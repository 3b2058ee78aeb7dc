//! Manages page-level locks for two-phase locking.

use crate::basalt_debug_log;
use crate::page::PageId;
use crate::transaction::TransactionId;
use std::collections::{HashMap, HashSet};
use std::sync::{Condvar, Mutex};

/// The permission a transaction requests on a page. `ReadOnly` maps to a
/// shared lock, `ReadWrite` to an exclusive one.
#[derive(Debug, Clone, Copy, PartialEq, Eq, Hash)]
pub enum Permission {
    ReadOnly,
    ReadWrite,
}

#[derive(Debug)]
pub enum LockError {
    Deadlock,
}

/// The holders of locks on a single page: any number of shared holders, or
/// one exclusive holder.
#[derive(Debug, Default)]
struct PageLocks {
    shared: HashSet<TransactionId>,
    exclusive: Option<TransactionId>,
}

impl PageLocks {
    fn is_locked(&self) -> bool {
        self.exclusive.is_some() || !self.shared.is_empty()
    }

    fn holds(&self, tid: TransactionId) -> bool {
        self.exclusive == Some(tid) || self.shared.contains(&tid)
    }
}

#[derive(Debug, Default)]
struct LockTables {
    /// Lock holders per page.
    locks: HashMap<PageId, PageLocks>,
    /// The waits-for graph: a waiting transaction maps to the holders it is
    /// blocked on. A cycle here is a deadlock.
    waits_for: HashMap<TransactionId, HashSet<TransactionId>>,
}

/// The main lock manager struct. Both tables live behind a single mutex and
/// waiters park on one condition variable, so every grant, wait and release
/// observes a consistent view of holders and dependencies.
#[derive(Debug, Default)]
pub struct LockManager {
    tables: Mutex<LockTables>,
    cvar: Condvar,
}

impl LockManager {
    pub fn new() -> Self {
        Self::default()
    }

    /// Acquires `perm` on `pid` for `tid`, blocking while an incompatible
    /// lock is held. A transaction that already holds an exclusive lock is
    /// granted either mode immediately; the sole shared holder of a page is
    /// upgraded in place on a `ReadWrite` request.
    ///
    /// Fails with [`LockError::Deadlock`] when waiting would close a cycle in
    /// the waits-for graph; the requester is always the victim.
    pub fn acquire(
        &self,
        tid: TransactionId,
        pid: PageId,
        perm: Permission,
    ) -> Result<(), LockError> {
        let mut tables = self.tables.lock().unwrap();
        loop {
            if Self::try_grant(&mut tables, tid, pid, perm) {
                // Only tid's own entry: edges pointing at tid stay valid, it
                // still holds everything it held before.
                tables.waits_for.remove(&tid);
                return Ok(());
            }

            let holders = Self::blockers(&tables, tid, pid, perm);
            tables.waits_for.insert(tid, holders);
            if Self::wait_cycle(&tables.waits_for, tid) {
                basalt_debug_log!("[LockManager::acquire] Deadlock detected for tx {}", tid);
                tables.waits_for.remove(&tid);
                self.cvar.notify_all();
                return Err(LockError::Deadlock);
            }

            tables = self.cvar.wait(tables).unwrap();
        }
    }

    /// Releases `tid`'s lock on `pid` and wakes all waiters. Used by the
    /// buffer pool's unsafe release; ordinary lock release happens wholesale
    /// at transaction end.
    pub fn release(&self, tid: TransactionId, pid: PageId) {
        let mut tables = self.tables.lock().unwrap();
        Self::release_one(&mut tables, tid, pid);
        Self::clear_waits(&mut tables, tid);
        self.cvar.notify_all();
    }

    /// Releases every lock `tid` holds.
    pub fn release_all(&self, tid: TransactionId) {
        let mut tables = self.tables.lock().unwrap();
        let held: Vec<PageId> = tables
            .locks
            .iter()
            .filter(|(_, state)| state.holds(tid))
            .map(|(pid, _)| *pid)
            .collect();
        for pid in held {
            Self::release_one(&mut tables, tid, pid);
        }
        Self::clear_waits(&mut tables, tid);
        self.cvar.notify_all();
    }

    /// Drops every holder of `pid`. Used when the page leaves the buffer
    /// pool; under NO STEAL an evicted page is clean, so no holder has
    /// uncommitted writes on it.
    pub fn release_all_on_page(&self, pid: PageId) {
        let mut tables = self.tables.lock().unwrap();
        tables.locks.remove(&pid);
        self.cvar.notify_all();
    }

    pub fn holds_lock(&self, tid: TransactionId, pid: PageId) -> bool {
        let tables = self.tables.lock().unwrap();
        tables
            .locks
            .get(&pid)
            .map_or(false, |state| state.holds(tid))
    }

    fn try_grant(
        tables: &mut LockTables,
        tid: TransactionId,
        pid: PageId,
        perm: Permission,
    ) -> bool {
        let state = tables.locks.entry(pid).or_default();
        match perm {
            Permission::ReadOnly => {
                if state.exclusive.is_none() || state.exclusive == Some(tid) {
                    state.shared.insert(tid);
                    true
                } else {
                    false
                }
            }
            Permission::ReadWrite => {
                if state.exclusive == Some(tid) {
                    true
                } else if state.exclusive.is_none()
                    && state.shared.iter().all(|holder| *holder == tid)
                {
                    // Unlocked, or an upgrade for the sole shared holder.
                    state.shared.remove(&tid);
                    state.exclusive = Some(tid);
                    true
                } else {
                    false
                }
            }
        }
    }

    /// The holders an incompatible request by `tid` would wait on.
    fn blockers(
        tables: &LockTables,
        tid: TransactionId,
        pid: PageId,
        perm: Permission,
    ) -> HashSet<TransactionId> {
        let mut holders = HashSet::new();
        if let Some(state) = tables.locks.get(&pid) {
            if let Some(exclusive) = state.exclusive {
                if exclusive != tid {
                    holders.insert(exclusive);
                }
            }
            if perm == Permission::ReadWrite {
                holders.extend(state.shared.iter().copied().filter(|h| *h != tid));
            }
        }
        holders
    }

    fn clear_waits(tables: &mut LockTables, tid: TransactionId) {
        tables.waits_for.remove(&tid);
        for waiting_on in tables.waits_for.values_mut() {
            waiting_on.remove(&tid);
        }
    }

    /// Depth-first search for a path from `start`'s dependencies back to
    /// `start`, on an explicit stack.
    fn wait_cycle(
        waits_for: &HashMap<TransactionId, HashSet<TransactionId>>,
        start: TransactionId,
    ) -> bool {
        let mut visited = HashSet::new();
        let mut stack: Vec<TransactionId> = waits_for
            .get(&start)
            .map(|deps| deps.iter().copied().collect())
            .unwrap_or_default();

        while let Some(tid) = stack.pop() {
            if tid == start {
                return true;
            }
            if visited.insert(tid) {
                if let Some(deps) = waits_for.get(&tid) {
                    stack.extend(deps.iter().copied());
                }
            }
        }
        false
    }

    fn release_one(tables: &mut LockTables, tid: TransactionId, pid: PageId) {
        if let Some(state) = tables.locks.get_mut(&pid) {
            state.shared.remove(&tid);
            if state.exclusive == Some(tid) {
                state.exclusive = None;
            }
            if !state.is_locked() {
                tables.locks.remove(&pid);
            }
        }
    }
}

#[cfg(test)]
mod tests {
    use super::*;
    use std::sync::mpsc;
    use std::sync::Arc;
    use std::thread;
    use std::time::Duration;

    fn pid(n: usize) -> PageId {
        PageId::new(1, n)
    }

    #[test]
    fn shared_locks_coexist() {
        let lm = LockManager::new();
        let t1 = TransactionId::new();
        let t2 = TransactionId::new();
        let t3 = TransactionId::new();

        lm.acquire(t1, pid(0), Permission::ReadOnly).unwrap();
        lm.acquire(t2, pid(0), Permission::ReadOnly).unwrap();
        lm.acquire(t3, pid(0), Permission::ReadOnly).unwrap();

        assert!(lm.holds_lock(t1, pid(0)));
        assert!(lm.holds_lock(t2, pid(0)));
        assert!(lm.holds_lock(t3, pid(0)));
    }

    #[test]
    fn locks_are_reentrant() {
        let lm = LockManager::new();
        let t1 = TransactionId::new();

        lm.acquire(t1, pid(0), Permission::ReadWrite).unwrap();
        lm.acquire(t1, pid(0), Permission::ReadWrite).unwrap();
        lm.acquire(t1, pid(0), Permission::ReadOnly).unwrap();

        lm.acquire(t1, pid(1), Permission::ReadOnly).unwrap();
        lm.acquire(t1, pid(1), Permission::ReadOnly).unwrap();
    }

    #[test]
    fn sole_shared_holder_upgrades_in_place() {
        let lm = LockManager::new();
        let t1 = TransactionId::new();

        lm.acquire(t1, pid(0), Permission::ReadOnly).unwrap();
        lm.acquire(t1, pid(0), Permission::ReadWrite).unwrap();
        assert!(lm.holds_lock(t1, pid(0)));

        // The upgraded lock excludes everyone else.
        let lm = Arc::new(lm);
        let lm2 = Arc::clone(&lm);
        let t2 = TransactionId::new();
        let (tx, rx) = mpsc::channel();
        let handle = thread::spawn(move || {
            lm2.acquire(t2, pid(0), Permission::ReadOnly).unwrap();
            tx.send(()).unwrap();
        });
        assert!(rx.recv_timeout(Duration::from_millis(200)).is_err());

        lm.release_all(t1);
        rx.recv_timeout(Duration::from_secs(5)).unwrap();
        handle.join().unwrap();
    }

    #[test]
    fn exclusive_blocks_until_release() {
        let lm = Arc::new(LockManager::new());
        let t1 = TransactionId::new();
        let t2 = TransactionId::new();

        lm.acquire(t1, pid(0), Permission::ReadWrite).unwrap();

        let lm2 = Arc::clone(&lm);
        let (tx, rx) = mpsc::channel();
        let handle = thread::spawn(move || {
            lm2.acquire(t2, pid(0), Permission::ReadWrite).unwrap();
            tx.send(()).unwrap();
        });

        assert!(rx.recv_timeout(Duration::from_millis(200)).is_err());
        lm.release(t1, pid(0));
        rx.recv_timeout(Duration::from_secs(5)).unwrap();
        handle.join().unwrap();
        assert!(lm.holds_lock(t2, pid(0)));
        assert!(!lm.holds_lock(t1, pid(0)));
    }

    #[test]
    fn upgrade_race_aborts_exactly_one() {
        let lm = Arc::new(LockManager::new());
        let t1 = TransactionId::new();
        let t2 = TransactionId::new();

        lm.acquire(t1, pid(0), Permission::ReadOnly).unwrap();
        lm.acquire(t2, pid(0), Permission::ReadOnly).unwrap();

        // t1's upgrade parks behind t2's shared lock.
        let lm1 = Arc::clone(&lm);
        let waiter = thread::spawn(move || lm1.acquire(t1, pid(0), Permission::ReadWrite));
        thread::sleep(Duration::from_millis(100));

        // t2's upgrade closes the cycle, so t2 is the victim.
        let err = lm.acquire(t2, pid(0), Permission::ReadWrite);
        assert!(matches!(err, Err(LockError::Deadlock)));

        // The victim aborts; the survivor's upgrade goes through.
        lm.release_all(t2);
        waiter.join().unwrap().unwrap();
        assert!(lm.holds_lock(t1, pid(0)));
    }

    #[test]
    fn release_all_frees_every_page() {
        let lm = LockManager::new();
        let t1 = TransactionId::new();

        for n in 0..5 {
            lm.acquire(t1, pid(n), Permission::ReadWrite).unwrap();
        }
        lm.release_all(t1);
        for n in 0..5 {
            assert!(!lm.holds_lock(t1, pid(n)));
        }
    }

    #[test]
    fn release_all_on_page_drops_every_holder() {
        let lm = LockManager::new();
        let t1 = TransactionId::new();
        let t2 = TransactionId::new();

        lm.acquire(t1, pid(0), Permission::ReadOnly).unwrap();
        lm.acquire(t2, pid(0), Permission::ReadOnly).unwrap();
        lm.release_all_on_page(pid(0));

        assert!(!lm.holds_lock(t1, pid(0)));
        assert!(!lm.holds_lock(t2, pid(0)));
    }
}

Exercise
Only the line containing "lm.release_all_on_page(pid(0));" and the lines after it, up to and including the last line of the data, should appear in the answer, exactly as written.

Output of the exercise
        lm.release_all_on_page(pid(0));

        assert!(!lm.holds_lock(t1, pid(0)));
        assert!(!lm.holds_lock(t2, pid(0)));
    }
}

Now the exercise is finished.